Rates decision expected and sensible says property leaders

May 25, 2018 | Local Property

“It is better that rates remain unchanged to ensure that they continue to be sustainable in our coming economic climate.”

The decision by the Monetary Policy Committee of the SA Reserve Bank to keep the repo rate unchanged at the current level of 6,50% (base home loan rate of 10%) was largely expected by the market according to the Seeff Property Group.

The group said that given the still sluggish economy and pressure on the CPI due to rising costs and some renewed volatility in the currency, it was expected that the MPC would take a conservative stance. Seeff also expects the interest rate to remain flat for the remainder of the year.

Stuart Manning, group CEO for Seeff said that the economy has not yet seen a notable uptick although the overall sentiment is up following the appointment of President Cyril Ramaphosa. The early January surge has unfortunately been somewhat tempered by policy uncertainty around land expropriation. The recent announcement by the ANC’s NEC (national executive committee) that it will first test this with the Constitution‚ as it stands, is therefore most welcome, he said. President Ramaphosa also again reiterated in parliament this week that it will be done in pursuance of economic growth and food security.

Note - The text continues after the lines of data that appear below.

//! Guard gallivant: a patrolling guard that turns right at obstacles.

use rayon::prelude::*;

use advent_solver::{AutoRegister, ParseError, PartSolver, PuzzleParser, PuzzleSolver, SolveError};

use crate::utils::grid::{Direction, Grid, Pos};

#[derive(PuzzleSolver, AutoRegister)]
#[solver(parts = 2)]
#[puzzle(year = 2024, day = 6, tags = ["2024", "simulation"])]
pub struct Solver;

pub struct Lab {
    obstacles: Grid<bool>,
    guard: Pos,
}

enum Patrol {
    /// Per-cell bitmask of the directions the guard walked through before
    /// leaving the lab
    Leaves(Grid<u8>),
    Loops,
}

impl Lab {
    fn blocked(&self, pos: Pos, extra: Option<Pos>) -> bool {
        extra == Some(pos) || self.obstacles.get(pos).copied().unwrap_or(false)
    }

    fn patrol(&self, extra: Option<Pos>) -> Patrol {
        let mut seen = Grid::filled(self.obstacles.width(), self.obstacles.height(), 0u8);
        let mut pos = self.guard;
        let mut dir = Direction::North;

        loop {
            let mask = 1u8 << dir.index();
            if seen[pos] & mask != 0 {
                return Patrol::Loops;
            }
            seen[pos] |= mask;

            let ahead = pos.step(dir);
            if !self.obstacles.contains(ahead) {
                return Patrol::Leaves(seen);
            }
            if self.blocked(ahead, extra) {
                dir = dir.turn_right();
            } else {
                pos = ahead;
            }
        }
    }

    fn route(&self) -> Result<Vec<Pos>, SolveError> {
        match self.patrol(None) {
            Patrol::Leaves(seen) => Ok(seen
                .iter()
                .filter(|&(_, &m)| m != 0)
                .map(|(p, _)| p)
                .collect()),
            Patrol::Loops => Err(SolveError::failed("the guard never leaves the lab")),
        }
    }
}

impl PuzzleParser for Solver {
    type Input<'a> = Lab;

    fn parse(input: &str) -> Result<Self::Input<'_>, ParseError> {
        let cells = Grid::parse_with(input, |b| b".#^".contains(&b).then_some(b))?;
        let mut guards = cells.iter().filter(|&(_, &b)| b == b'^').map(|(p, _)| p);
        let guard = guards
            .next()
            .ok_or_else(|| ParseError::missing("no guard in the lab"))?;
        if let Some(other) = guards.next() {
            return Err(ParseError::invalid(format!(
                "second guard at {other}, expected only the one at {guard}"
            )));
        }
        Ok(Lab {
            obstacles: cells.map(|&b| b == b'#'),
            guard,
        })
    }
}

impl PartSolver<1> for Solver {
    fn solve(input: &mut Self::Input<'_>) -> Result<String, SolveError> {
        Ok(input.route()?.len().to_string())
    }
}

impl PartSolver<2> for Solver {
    fn solve(input: &mut Self::Input<'_>) -> Result<String, SolveError> {
        let lab = &*input;
        // only cells on the original route can change it
        let candidates: Vec<Pos> = lab.route()?.into_iter().filter(|&p| p != lab.guard).collect();
        log::debug!("trying {} obstruction positions", candidates.len());

        let loops = candidates
            .par_iter()
            .filter(|&&p| matches!(lab.patrol(Some(p)), Patrol::Loops))
            .count();
        Ok(loops.to_string())
    }
}

#[cfg(test)]
mod tests {
    use super::*;
    use crate::utils::testing::solve;

    const EXAMPLE: &str = "\
....#.....
.........#
..........
..#.......
.......#..
..........
.#..^.....
........#.
#.........
......#...
";

    #[test]
    fn test_part1_example() {
        assert_eq!(solve::<Solver>(EXAMPLE, 1), "41");
    }

    #[test]
    fn test_part2_example() {
        assert_eq!(solve::<Solver>(EXAMPLE, 2), "6");
    }

    #[test]
    fn test_guard_count_is_checked() {
        assert!(matches!(Solver::parse("..\n.."), Err(ParseError::MissingData(_))));
        assert!(matches!(Solver::parse("^.\n.^"), Err(ParseError::InvalidFormat(_))));
    }

    #[test]
    fn test_trapped_guard_fails() {
        let mut lab = Solver::parse(".#.\n#^#\n.#.").unwrap();
        assert!(<Solver as PartSolver<1>>::solve(&mut lab).is_err());
    }
}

Manning says further that the Seeff group remains buoyed by the more positive outlook and they expect the economy take a real turn bearing in mind though that consumers have had to absorb the VAT hike along with petrol price and other cost increases.

He noted that the Gauteng markets are picking up and that, for the first time in many years, there has been a surge in transactions above R20m in the top end Johannesburg areas. This, he adds, is a good indication that confidence is returning to the market. These markets are also usually the first to feel a recovery. The Cape metro on the other hand, is however now feeling the effects of the poor economy, drought, dip in tourism and semigration which means that most areas are reporting tight trading conditions, especially at the upper end of the market.

The country’s micro-economic challenges notwithstanding, Manning says there are many positives for the market. The banks are granting more bonds, price growth is still fairly flat and that means that it is a great time to buy. The lower to mid-market price ranges to around R1.5-R2.5m are quite active, but overall, Manning says that sellers need to price in the right range to catch the interest of buyers. The message for buyers, is not to wait too long, otherwise they may just look back with regret.

According to Regional Director and CEO of RE/MAX of Southern Africa, Adrian Goslett, the Monetary Policy Committee (MPC) has acted fairly in response to the current economic climate and that homeowners should not be disappointed with this, but should rather see it as one less thing to reorganise their budget around.

“It is better that rates remain unchanged to ensure that they continue to be sustainable in our coming economic climate. Smart citizens will make the most of these low interest rates while they last by investing in property now,” Goslett concludes.

Dr Andrew Golding, chief executive of the Pam Golding Property Group said although growth prospects of the South African housing market are improving, a “steady hand” is needed from the South African Reserve Bank regarding the repo rate.